THE PROBLEM: Which lines below fall between the one containing "repository 50c17ae48392d10c" and the one containing "Date::parse(raw.trim(), format)"? Repeat them exactly, counting both of those lines, and add nothing else.

DATASET RECORDS:
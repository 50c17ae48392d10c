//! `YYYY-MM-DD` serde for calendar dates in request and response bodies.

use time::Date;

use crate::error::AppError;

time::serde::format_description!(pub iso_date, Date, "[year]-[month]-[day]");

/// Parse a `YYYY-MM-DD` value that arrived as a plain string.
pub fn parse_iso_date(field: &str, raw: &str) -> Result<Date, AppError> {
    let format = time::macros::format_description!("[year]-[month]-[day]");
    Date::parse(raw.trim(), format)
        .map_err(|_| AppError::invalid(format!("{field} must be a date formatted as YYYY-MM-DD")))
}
* * *
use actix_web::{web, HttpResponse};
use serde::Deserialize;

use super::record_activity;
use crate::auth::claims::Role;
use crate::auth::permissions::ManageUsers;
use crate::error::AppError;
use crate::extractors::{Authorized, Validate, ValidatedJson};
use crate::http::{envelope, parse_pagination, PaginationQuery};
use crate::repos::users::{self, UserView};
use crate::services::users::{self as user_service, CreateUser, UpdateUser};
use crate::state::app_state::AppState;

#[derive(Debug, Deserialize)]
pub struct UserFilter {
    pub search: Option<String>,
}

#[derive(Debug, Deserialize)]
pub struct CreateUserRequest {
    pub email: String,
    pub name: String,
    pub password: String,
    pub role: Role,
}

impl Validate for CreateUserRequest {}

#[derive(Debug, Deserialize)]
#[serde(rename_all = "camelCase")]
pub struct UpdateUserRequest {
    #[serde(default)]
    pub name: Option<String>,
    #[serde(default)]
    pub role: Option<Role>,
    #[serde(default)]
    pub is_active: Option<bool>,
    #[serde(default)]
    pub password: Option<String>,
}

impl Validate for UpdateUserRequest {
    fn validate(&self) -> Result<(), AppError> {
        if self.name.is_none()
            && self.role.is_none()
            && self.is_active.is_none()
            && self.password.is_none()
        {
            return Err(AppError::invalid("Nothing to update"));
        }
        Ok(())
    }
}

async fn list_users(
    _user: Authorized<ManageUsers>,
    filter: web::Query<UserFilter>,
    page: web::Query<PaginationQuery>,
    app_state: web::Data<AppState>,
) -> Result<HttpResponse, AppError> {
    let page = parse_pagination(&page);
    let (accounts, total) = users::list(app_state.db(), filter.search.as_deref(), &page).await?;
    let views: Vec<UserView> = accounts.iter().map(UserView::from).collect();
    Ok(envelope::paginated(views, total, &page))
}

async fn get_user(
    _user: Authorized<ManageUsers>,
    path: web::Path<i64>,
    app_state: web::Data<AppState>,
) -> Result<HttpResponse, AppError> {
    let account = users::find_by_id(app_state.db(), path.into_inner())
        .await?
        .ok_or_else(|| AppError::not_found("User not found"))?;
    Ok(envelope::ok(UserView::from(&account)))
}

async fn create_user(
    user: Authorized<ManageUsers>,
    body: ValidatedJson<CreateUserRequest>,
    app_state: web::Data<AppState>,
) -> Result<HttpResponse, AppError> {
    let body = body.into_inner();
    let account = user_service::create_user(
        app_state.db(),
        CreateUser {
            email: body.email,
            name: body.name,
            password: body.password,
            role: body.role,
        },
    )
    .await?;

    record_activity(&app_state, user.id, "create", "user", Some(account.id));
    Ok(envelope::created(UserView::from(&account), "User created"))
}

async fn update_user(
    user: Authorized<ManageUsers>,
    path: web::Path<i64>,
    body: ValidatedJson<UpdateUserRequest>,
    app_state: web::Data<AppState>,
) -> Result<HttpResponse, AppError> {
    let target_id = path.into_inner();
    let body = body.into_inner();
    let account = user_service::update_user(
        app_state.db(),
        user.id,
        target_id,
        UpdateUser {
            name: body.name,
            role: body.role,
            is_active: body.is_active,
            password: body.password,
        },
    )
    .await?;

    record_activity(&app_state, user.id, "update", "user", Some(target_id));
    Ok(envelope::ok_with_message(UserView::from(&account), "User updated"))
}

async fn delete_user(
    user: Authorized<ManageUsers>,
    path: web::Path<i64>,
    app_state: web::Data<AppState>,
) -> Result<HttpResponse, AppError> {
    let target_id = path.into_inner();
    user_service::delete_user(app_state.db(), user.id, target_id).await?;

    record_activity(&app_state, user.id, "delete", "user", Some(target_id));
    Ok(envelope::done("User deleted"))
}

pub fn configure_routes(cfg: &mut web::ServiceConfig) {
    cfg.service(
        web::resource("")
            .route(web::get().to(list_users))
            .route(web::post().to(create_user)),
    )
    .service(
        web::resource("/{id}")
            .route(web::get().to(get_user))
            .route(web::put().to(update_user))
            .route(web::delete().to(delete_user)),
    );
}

RESPONSE:
repository 50c17ae48392d10c
//! `YYYY-MM-DD` serde for calendar dates in request and response bodies.

use time::Date;

use crate::error::AppError;

time::serde::format_description!(pub iso_date, Date, "[year]-[month]-[day]");

/// Parse a `YYYY-MM-DD` value that arrived as a plain string.
pub fn parse_iso_date(field: &str, raw: &str) -> Result<Date, AppError> {
    let format = time::macros::format_description!("[year]-[month]-[day]");
    Date::parse(raw.trim(), format)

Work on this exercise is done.